When Everything Starts to Feel Heavy

When people drain you, what they are often doing—whether they realize it or not—is bringing a part of your consciousness into heightened awareness and asking you to hold it, to make peace with it, to love it in some form.

Humans are not always skilled at this.

I speak from experience. When I lost my job, I was alone in a way I hadn’t been before. My husband had his own thriving career. My son had his own life, filled with laughter and the energy of being a kid. I was trying to survive inside my own mind.

I wore the role of mother when I needed to—present, loving, steady—while also working through sadness and depression so that my son would not carry its weight. It was a difficult season in my life.

There were moments when I had thoughts of suicide. And because that frightened me, I asked for help. I reached outward with what I knew I had internally and asked someone to intervene. I began medication. I did what I needed to do because my mind was overwhelming my body, and my body needed relief in order to continue.

Years later, I came off medication because I was in a different season of life, a different state of mind. But that period taught me something I still carry.

We are shaped by what we take in—by what we consume mentally and emotionally. We are formed by the people we are around, the conversations we enter, the music we listen to, the environments we live inside. We carry these influences within us.

But awareness, when it is steady and grounded, does something different. It does not accumulate in the same way. It meets experience and lets it pass. It does not need to hold everything it encounters as identity.

Living from that place changes how suffering is processed. It changes how overwhelm is met. It is not denial, and it is not escape. It is a different kind of attention—one that does not turn every experience into weight that must be carried indefinitely.

So when you are feeling heavy, discern.

Discern what you can be around and what you cannot. Discern what strengthens your mind and what overwhelms it. Discern what you are capable of holding in that moment, and what is asking too much of you right now.

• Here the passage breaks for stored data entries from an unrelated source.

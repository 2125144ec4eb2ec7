//! Tagged-variant update commands for the editor.
//!
//! Every field mutation arrives as an explicit `{field, value}` command so
//! dispatch stays generic on the wire while the set of mutable fields is a
//! closed enum. Applying `Current(true)` deliberately leaves a stale end
//! date in place; the renderer is responsible for never displaying it.

use serde::Deserialize;

use crate::models::document::{DegreeKind, EducationEntry, ExperienceEntry, PersonalInfo, ResumeConfig};

#[derive(Debug, Clone, Deserialize)]
#[serde(tag = "field", content = "value", rename_all = "snake_case")]
pub enum PersonalUpdate {
    FullName(String),
    Email(String),
    Phone(String),
    Linkedin(String),
    Address(String),
    JobTitle(String),
}

impl PersonalUpdate {
    pub fn apply(self, info: &mut PersonalInfo) {
        match self {
            PersonalUpdate::FullName(v) => info.full_name = v,
            PersonalUpdate::Email(v) => info.email = v,
            PersonalUpdate::Phone(v) => info.phone = v,
            PersonalUpdate::Linkedin(v) => info.linkedin = Some(v),
            PersonalUpdate::Address(v) => info.address = Some(v),
            PersonalUpdate::JobTitle(v) => info.job_title = v,
        }
    }
}

#[derive(Debug, Clone, Deserialize)]
#[serde(tag = "field", content = "value", rename_all = "snake_case")]
pub enum ConfigUpdate {
    /// Stored as given; unknown tags fall back to the modern layout at render time.
    TemplateId(String),
    Color(String),
}

impl ConfigUpdate {
    pub fn apply(self, config: &mut ResumeConfig) {
        match self {
            ConfigUpdate::TemplateId(v) => config.template_id = v,
            ConfigUpdate::Color(v) => config.color = v,
        }
    }
}

#[derive(Debug, Clone, Deserialize)]
#[serde(tag = "field", content = "value", rename_all = "snake_case")]
pub enum ExperienceUpdate {
    Company(String),
    Position(String),
    StartDate(String),
    EndDate(String),
    Current(bool),
    Description(String),
}

impl ExperienceUpdate {
    pub fn apply(self, entry: &mut ExperienceEntry) {
        match self {
            ExperienceUpdate::Company(v) => entry.company = v,
            ExperienceUpdate::Position(v) => entry.position = v,
            ExperienceUpdate::StartDate(v) => entry.start_date = v,
            ExperienceUpdate::EndDate(v) => entry.end_date = v,
            ExperienceUpdate::Current(v) => entry.current = v,
            ExperienceUpdate::Description(v) => entry.description = v,
        }
    }
}

#[derive(Debug, Clone, Deserialize)]
#[serde(tag = "field", content = "value", rename_all = "snake_case")]
pub enum EducationUpdate {
    Institution(String),
    Course(String),
    Kind(DegreeKind),
    StartDate(String),
    EndDate(String),
    Current(bool),
}

impl EducationUpdate {
    pub fn apply(self, entry: &mut EducationEntry) {
        match self {
            EducationUpdate::Institution(v) => entry.institution = v,
            EducationUpdate::Course(v) => entry.course = v,
            EducationUpdate::Kind(v) => entry.kind = v,
            EducationUpdate::StartDate(v) => entry.start_date = v,
            EducationUpdate::EndDate(v) => entry.end_date = v,
            EducationUpdate::Current(v) => entry.current = v,
        }
    }
}

#[cfg(test)]
mod tests {
    use super::*;

    #[test]
    fn test_personal_update_deserializes_from_tagged_json() {
        let update: PersonalUpdate =
            serde_json::from_str(r#"{"field": "full_name", "value": "Ana Silva"}"#).unwrap();
        let mut info = PersonalInfo::default();
        update.apply(&mut info);
        assert_eq!(info.full_name, "Ana Silva");
    }

    #[test]
    fn test_experience_current_accepts_bool_value() {
        let update: ExperienceUpdate =
            serde_json::from_str(r#"{"field": "current", "value": true}"#).unwrap();
        let mut entry = ExperienceEntry::blank();
        update.apply(&mut entry);
        assert!(entry.current);
    }

    #[test]
    fn test_setting_current_keeps_stale_end_date() {
        let mut entry = ExperienceEntry::blank();
        entry.end_date = "2021-02-20".to_string();
        ExperienceUpdate::Current(true).apply(&mut entry);
        assert!(entry.current);
        assert_eq!(entry.end_date, "2021-02-20", "stale end date is retained, not cleared");
    }

    #[test]
    fn test_education_kind_uses_portuguese_label() {
        let update: EducationUpdate =
            serde_json::from_str(r#"{"field": "kind", "value": "Mestrado"}"#).unwrap();
        let mut entry = EducationEntry::blank();
        update.apply(&mut entry);
        assert_eq!(entry.kind, DegreeKind::Masters);
    }

    #[test]
    fn test_unknown_field_is_rejected_at_parse_time() {
        let parsed = serde_json::from_str::<ExperienceUpdate>(r#"{"field": "salary", "value": "1"}"#);
        assert!(parsed.is_err());
    }
}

This is not avoidance. It is clarity.

And whatever you choose from that place of discernment is not only for your benefit, but for everyone involved. Because when a person is overwhelmed, they do not just experience life—they amplify it. But when a person is steady, even in small ways, they meet life without distortion.

In that sense, choosing wisely what you move toward is not selfish. It is a form of respect—for your own capacity, and for the integrity of the moment itself.

And in that steadiness, something quieter becomes available. A kind of intelligence that does not distort experience in order to survive it.

It is not separate from life. It is what meets life directly.